Data in this exercise -
------------------------------------------------
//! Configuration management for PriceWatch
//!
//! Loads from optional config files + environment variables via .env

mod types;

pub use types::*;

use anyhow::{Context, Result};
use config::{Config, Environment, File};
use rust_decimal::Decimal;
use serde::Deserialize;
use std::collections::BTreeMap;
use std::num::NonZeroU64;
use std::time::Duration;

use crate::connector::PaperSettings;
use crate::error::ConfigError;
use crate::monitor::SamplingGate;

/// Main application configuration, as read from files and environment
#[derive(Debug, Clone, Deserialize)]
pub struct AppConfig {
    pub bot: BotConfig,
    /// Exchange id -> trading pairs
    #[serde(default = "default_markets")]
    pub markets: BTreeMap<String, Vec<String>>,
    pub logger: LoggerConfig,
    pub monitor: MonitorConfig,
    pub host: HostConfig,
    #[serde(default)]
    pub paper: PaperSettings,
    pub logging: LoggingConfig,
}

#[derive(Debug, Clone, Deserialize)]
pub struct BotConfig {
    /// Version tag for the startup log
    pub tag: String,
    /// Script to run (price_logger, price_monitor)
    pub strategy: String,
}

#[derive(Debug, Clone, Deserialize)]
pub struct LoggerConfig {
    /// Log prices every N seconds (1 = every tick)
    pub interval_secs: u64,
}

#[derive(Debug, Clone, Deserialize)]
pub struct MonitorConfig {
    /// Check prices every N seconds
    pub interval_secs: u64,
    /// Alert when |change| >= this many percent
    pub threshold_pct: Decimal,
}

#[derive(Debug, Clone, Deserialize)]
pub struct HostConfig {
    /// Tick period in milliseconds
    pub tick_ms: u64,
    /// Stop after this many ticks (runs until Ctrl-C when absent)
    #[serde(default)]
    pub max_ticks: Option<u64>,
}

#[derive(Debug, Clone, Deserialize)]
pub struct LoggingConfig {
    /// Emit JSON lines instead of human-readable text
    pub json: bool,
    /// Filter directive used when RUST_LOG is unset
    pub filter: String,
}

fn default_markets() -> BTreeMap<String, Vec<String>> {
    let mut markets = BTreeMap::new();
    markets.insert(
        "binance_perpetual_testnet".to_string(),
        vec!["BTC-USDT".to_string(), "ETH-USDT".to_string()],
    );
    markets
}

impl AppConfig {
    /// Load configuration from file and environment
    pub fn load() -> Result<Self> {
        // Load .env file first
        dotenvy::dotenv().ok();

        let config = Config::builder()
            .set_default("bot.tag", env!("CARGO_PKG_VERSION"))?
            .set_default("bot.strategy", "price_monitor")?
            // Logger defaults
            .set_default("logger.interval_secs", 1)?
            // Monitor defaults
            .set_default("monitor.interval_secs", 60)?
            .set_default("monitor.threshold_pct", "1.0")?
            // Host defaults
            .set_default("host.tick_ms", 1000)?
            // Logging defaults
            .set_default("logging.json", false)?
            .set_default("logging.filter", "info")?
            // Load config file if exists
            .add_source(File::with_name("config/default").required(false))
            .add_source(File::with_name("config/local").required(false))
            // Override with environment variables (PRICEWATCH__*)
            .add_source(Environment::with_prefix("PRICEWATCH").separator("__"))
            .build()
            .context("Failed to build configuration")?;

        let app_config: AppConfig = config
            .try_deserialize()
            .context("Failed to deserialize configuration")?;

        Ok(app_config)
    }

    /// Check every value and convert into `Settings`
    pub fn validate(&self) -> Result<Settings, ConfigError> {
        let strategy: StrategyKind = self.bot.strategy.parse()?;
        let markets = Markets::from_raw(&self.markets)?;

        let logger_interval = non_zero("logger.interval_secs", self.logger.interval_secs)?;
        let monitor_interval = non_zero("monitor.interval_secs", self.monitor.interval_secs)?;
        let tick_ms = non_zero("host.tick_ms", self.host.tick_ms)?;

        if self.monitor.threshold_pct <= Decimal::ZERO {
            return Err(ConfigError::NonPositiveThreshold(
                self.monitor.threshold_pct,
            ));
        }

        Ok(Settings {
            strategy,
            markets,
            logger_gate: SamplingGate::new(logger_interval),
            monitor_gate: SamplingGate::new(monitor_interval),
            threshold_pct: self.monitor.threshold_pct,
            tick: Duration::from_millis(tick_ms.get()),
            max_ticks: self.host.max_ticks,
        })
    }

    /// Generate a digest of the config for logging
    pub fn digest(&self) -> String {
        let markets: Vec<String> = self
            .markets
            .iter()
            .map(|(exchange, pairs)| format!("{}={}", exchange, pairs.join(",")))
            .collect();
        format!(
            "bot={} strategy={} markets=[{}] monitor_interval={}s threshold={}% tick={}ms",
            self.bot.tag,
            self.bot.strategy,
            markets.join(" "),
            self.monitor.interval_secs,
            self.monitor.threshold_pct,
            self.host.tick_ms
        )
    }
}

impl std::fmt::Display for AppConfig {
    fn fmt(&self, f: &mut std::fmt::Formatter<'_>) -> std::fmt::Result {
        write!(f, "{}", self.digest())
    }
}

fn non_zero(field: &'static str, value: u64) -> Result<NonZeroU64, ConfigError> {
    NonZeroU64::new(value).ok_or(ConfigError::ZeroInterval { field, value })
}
------------------------------------------------
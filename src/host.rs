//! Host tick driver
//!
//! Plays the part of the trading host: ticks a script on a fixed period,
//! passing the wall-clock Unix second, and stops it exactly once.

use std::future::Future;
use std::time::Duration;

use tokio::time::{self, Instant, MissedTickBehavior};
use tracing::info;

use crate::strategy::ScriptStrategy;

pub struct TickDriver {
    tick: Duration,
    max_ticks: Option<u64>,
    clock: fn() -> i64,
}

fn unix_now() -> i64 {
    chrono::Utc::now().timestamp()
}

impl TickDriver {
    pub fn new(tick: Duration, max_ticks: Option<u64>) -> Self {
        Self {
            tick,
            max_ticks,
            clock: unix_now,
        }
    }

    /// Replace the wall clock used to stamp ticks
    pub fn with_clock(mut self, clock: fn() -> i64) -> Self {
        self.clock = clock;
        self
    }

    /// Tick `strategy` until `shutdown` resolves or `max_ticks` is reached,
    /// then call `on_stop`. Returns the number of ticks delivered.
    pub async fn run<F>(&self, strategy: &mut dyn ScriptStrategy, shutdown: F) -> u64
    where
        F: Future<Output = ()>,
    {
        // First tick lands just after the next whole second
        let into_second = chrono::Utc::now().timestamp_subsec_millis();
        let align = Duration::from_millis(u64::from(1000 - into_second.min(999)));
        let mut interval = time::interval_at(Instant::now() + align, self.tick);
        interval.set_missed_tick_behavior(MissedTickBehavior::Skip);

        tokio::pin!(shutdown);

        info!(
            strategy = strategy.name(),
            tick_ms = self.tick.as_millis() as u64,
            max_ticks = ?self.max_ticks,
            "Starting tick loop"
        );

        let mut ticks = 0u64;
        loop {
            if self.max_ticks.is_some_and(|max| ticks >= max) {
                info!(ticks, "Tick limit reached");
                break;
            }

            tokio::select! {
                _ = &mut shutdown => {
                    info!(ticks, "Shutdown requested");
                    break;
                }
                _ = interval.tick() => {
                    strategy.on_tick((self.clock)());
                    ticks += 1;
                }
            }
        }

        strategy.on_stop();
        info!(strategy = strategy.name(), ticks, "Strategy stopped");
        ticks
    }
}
------------------------------------------------
Exercise aim - Starting at the line that contains "management for PriceWatch" and stopping after the line that contains "-> trading pairs", write out every line exactly as it appears above, and no other line.

Response to the exercise -
//! Configuration management for PriceWatch
//!
//! Loads from optional config files + environment variables via .env

mod types;

pub use types::*;

use anyhow::{Context, Result};
use config::{Config, Environment, File};
use rust_decimal::Decimal;
use serde::Deserialize;
use std::collections::BTreeMap;
use std::num::NonZeroU64;
use std::time::Duration;

use crate::connector::PaperSettings;
use crate::error::ConfigError;
use crate::monitor::SamplingGate;

/// Main application configuration, as read from files and environment
#[derive(Debug, Clone, Deserialize)]
pub struct AppConfig {
    pub bot: BotConfig,
    /// Exchange id -> trading pairs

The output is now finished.